Le public français ne refuserait certainement pas à la réforme entreprise le degré d’attention qu’elle mérite, s’il en pouvait mesurer la portée sociale et politique. Il y aurait donc à lui montrer que le libre échange n’est pas seulement un problème de législation douanière, mais qu’il implique une refonte du régime commercial, tant à l’intérieur qu’à l’extérieur, et qu’il y conduit nécessairement, que c’est en un mot la restitution faite à l’individu de sa liberté dans l’exercice de son travail et dans l’échange de ses services contre les services d’autrui.

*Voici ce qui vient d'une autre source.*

//! Local-disk storage backend: one directory, one sibling file per artifact

use super::Store;
use crate::context::{bounded_for_each, Context};
use crate::error::{MemoryboxError, Result};
use crate::file::{Body, File, FileList};
use async_trait::async_trait;
use chrono::{DateTime, TimeZone, Utc};
use parking_lot::Mutex;
use std::io::Write as _;
use std::path::{Path, PathBuf};
use std::sync::Arc;
use tempfile::NamedTempFile;
use tokio::fs;
use tracing::{debug, instrument};

fn io_not_found(e: &std::io::Error) -> bool {
    e.kind() == std::io::ErrorKind::NotFound
}

/// A single flat directory; artifacts are plain sibling files named exactly
/// by their archive name (spec section 6, "Storage layout (local disk)").
pub struct LocalDiskStore {
    root: PathBuf,
}

impl LocalDiskStore {
    /// Create (if needed, mode 0755) the root directory and open it as a
    /// store.
    pub async fn new(root: impl Into<PathBuf>) -> Result<Self> {
        let root = root.into();
        fs::create_dir_all(&root).await?;
        #[cfg(unix)]
        {
            use std::os::unix::fs::PermissionsExt;
            let perms = std::fs::Permissions::from_mode(0o755);
            let _ = fs::set_permissions(&root, perms).await;
        }
        Ok(Self { root })
    }

    fn path_for(&self, name: &str) -> PathBuf {
        self.root.join(name)
    }

    /// Write-to-temp + fsync + rename, so a failure partway through never
    /// leaves a partial artifact observable under `name`.
    async fn atomic_write(&self, name: &str, data: Vec<u8>) -> Result<()> {
        let root = self.root.clone();
        let dest = self.path_for(name);
        tokio::task::spawn_blocking(move || -> Result<()> {
            let mut tmp = NamedTempFile::new_in(&root)?;
            tmp.write_all(&data)?;
            tmp.as_file().sync_all()?;
            tmp.persist(&dest).map_err(|e| e.error)?;
            Ok(())
        })
        .await
        .map_err(|e| MemoryboxError::Backend(format!("join error: {e}")))??;
        Ok(())
    }
}

#[async_trait]
impl Store for LocalDiskStore {
    #[instrument(skip(self, body))]
    async fn put(&self, ctx: &Context, mut body: Body, name: &str, last_modified: DateTime<Utc>) -> Result<()> {
        ctx.check()?;
        use tokio::io::AsyncReadExt;
        let mut data = Vec::new();
        body.read_to_end(&mut data).await?;
        let len = data.len();
        self.atomic_write(name, data).await?;
        let path = self.path_for(name);
        let ft = filetime::FileTime::from_unix_time(last_modified.timestamp(), 0);
        let path_clone = path.clone();
        tokio::task::spawn_blocking(move || filetime::set_file_mtime(&path_clone, ft))
            .await
            .map_err(|e| MemoryboxError::Backend(format!("join error: {e}")))??;
        debug!("wrote {} ({} bytes) to {:?}", name, len, path);
        Ok(())
    }

    #[instrument(skip(self))]
    async fn get(&self, ctx: &Context, name: &str) -> Result<File> {
        ctx.check()?;
        let path = self.path_for(name);
        let handle = fs::File::open(&path).await.map_err(|e| {
            if io_not_found(&e) {
                MemoryboxError::NotFound(name.to_string())
            } else {
                MemoryboxError::Io(e)
            }
        })?;
        let meta = handle.metadata().await?;
        let last_modified = mtime_of(&meta);
        let mut file = File::stub(name, meta.len(), last_modified);
        file.set_body(Box::new(handle));
        Ok(file)
    }

    #[instrument(skip(self))]
    async fn stat(&self, ctx: &Context, name: &str) -> Result<File> {
        ctx.check()?;
        let path = self.path_for(name);
        let meta = fs::metadata(&path).await.map_err(|e| {
            if io_not_found(&e) {
                MemoryboxError::NotFound(name.to_string())
            } else {
                MemoryboxError::Io(e)
            }
        })?;
        Ok(File::stub(name, meta.len(), mtime_of(&meta)))
    }

    #[instrument(skip(self))]
    async fn delete(&self, ctx: &Context, name: &str) -> Result<()> {
        ctx.check()?;
        let path = self.path_for(name);
        match fs::remove_file(&path).await {
            Ok(()) => Ok(()),
            Err(e) if io_not_found(&e) => Ok(()),
            Err(e) => Err(MemoryboxError::Io(e)),
        }
    }

    #[instrument(skip(self))]
    async fn search(&self, ctx: &Context, prefix: &str) -> Result<FileList> {
        ctx.check()?;
        if !fs::try_exists(&self.root).await.unwrap_or(false) {
            return Ok(FileList::default());
        }
        let mut entries = fs::read_dir(&self.root).await?;
        let mut files = Vec::new();
        while let Some(entry) = entries.next_entry().await? {
            ctx.check()?;
            let ft = entry.file_type().await?;
            if !ft.is_file() {
                continue;
            }
            let Some(name) = entry.file_name().to_str().map(str::to_string) else {
                continue;
            };
            if !name.starts_with(prefix) {
                continue;
            }
            let meta = entry.metadata().await?;
            files.push(File::stub(name, meta.len(), mtime_of(&meta)));
        }
        Ok(FileList::new(files).sorted())
    }

    #[instrument(skip(self))]
    async fn concat(&self, ctx: &Context, concurrency: usize, names: &[String]) -> Result<Vec<Vec<u8>>> {
        ctx.check()?;
        let root = Arc::new(self.root.clone());
        let results: Arc<Mutex<Vec<Vec<u8>>>> = Arc::new(Mutex::new(vec![Vec::new(); names.len()]));
        let items: Vec<String> = names.to_vec();
        let results_clone = results.clone();
        bounded_for_each(ctx, concurrency, items, move |item_ctx, idx, name| {
            let root = root.clone();
            let results = results_clone.clone();
            async move {
                item_ctx.check()?;
                let path = root.join(&name);
                let data = fs::read(&path).await.map_err(|e| {
                    if io_not_found(&e) {
                        MemoryboxError::NotFound(name.clone())
                    } else {
                        MemoryboxError::Io(e)
                    }
                })?;
                results.lock()[idx] = data;
                Ok(())
            }
        })
        .await?;
        Ok(Arc::try_unwrap(results).map(Mutex::into_inner).unwrap_or_default())
    }

    fn label(&self) -> String {
        format!("local:{}", self.root.display())
    }
}

fn mtime_of(meta: &std::fs::Metadata) -> DateTime<Utc> {
    meta.modified()
        .ok()
        .and_then(|t| t.duration_since(std::time::UNIX_EPOCH).ok())
        .and_then(|d| Utc.timestamp_opt(d.as_secs() as i64, d.subsec_nanos()).single())
        .unwrap_or_else(Utc::now)
}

Ceci étant admis, il deviendrait facile d’expliquer comment les anciennes conceptions politiques en matière d’administration et de droit international doivent se modifier sous l’influence du principe nouveau ; mais, dans une démonstration de ce genre, on aurait tort de procéder par des raisonnemens abstraits : trop de gens affecteraient de ne pas les comprendre pour en dénaturer l’intention.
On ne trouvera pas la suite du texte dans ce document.